[Task prompt]
Give back exactly the lines that run from the beginning of the entries to the line containing "pub struct SystemClock;", both included, and nothing else.

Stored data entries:
"""
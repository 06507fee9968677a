//! Signing timestamps and the injectable clock that produces them.

// crates.io
use time::{UtcOffset, format_description::well_known::Rfc3339, macros::format_description};
// self
use crate::{_prelude::*, error::SignError};

/// Source of the instant stamped into `X-Ops-Timestamp`.
pub trait Clock
where
	Self: Send + Sync,
{
	/// Returns the current instant.
	fn now(&self) -> OffsetDateTime;
}

/// Wall-clock [`Clock`].
#[derive(Clone, Copy, Debug, Default)]
pub struct SystemClock;
impl Clock for SystemClock {
	fn now(&self) -> OffsetDateTime {
		OffsetDateTime::now_utc()
	}
}

/// [`Clock`] pinned to a single instant, for reproducible signatures.
#[derive(Clone, Copy, Debug, PartialEq, Eq)]
pub struct FixedClock(pub OffsetDateTime);
impl FixedClock {
	/// Parses an RFC 3339 instant.
	pub fn parse(value: &str) -> Result<Self, time::error::Parse> {
		OffsetDateTime::parse(value, &Rfc3339).map(Self)
	}
}
impl Clock for FixedClock {
	fn now(&self) -> OffsetDateTime {
		self.0
	}
}

/// Renders `instant` in UTC as RFC 3339 with whole seconds, e.g. `2024-01-02T15:04:05Z`.
pub fn format_timestamp(instant: OffsetDateTime) -> Result<String, SignError> {
	instant
		.to_offset(UtcOffset::UTC)
		.format(format_description!("[year]-[month]-[day]T[hour]:[minute]:[second]Z"))
		.map_err(|source| SignError::Timestamp { source })
}

/// Reads `clock` and renders the instant with [`format_timestamp`].
pub fn current_timestamp(clock: &dyn Clock) -> Result<String, SignError> {
	format_timestamp(clock.now())
}
//! Chef server API client that signs every request with the X-Ops header protocol.
//!
//! Requests are hashed into a canonical string, signed with a raw RSA private-key transform,
//! and carried as numbered `X-Ops-Authorization-{i}` headers.

#![deny(clippy::all, missing_docs, unused_crate_dependencies)]

pub mod auth;
pub mod config;
pub mod connection;
pub mod error;
pub mod ext;
#[cfg(feature = "reqwest")] pub mod http;
pub mod obs;
#[cfg(any(test, feature = "test"))]
pub mod _preludet {
	//! Convenience re-exports and helpers for tests; enabled via `cfg(test)` or the `test`
	//! crate feature.

	pub use crate::_prelude::*;

	// self
	use crate::{
		auth::{FixedClock, PrivateKey},
		connection::ConnectionContext,
	};

	/// Timestamp pinned by [`test_context`].
	pub const TEST_TIMESTAMP: &str = "2024-01-02T15:04:05Z";
	/// 2048-bit PKCS#1 key shared by unit and integration tests.
	pub const TEST_KEY_PEM: &str = include_str!("../tests/fixtures/client.pem");
	/// Authorization lines OpenSSL produces for the canonical `GET organizations/test/nodes`
	/// request signed by [`TEST_KEY_PEM`] at [`TEST_TIMESTAMP`] as `tester`.
	pub const TEST_SIGNATURE: &str = include_str!("../tests/fixtures/client_signature.txt");
	/// Three-prime 1024-bit PKCS#1 key (`openssl genpkey -pkeyopt rsa_keygen_primes:3`).
	pub const TEST_MULTI_PRIME_PEM: &str = include_str!("../tests/fixtures/multi_prime.pem");
	/// OpenSSL `RSA_private_encrypt` of `multi-prime` under [`TEST_MULTI_PRIME_PEM`], base64.
	pub const TEST_MULTI_PRIME_SIGNATURE: &str =
		include_str!("../tests/fixtures/multi_prime_signature.txt");

	/// Parses [`TEST_KEY_PEM`].
	pub fn test_key() -> Arc<PrivateKey> {
		Arc::new(PrivateKey::from_pem(TEST_KEY_PEM).expect("Failed to parse the test key fixture."))
	}

	/// Builds a context for `tester` against `url` whose clock is pinned to
	/// [`TEST_TIMESTAMP`].
	pub fn test_context(url: &str) -> ConnectionContext {
		let clock =
			FixedClock::parse(TEST_TIMESTAMP).expect("Test timestamp fixture should parse.");

		ConnectionContext::connect_url(url, "12.0.0", "tester", TEST_KEY_PEM)
			.expect("Failed to build the test connection context.")
			.with_clock(Arc::new(clock))
	}
}

mod _prelude {
	pub use std::{
		collections::BTreeMap,
		error::Error as StdError,
		fmt::{Debug, Display, Formatter, Result as FmtResult},
		future::Future,
		path::{Path, PathBuf},
		str::FromStr,
		sync::Arc,
	};

	#[cfg(feature = "reqwest")]
	pub use reqwest::{Client as ReqwestClient, Error as ReqwestError};
	pub use serde::{Deserialize, Serialize};
	pub use thiserror::Error as ThisError;
	pub use time::OffsetDateTime;
	pub use url::Url;

	pub use crate::error::{Error, Result};
}

#[cfg(feature = "reqwest")] pub use reqwest;
pub use rsa;
pub use url;
#[cfg(test)] use {color_eyre as _, httpmock as _, serde_json as _, tokio as _};
//! X-Ops request authentication: key material, canonical hashing, timestamps, raw RSA
//! signing, and header assembly.

pub mod authorizer;
pub mod digest;
pub mod key;
pub mod sign;
pub mod timestamp;

pub use authorizer::*;
pub use digest::*;
pub use key::*;
pub use sign::*;
pub use timestamp::*;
"""
[Response]
repository 06507fee9968677a
//! Signing timestamps and the injectable clock that produces them.

// crates.io
use time::{UtcOffset, format_description::well_known::Rfc3339, macros::format_description};
// self
use crate::{_prelude::*, error::SignError};

/// Source of the instant stamped into `X-Ops-Timestamp`.
pub trait Clock
where
	Self: Send + Sync,
{
	/// Returns the current instant.
	fn now(&self) -> OffsetDateTime;
}

/// Wall-clock [`Clock`].
#[derive(Clone, Copy, Debug, Default)]
pub struct SystemClock;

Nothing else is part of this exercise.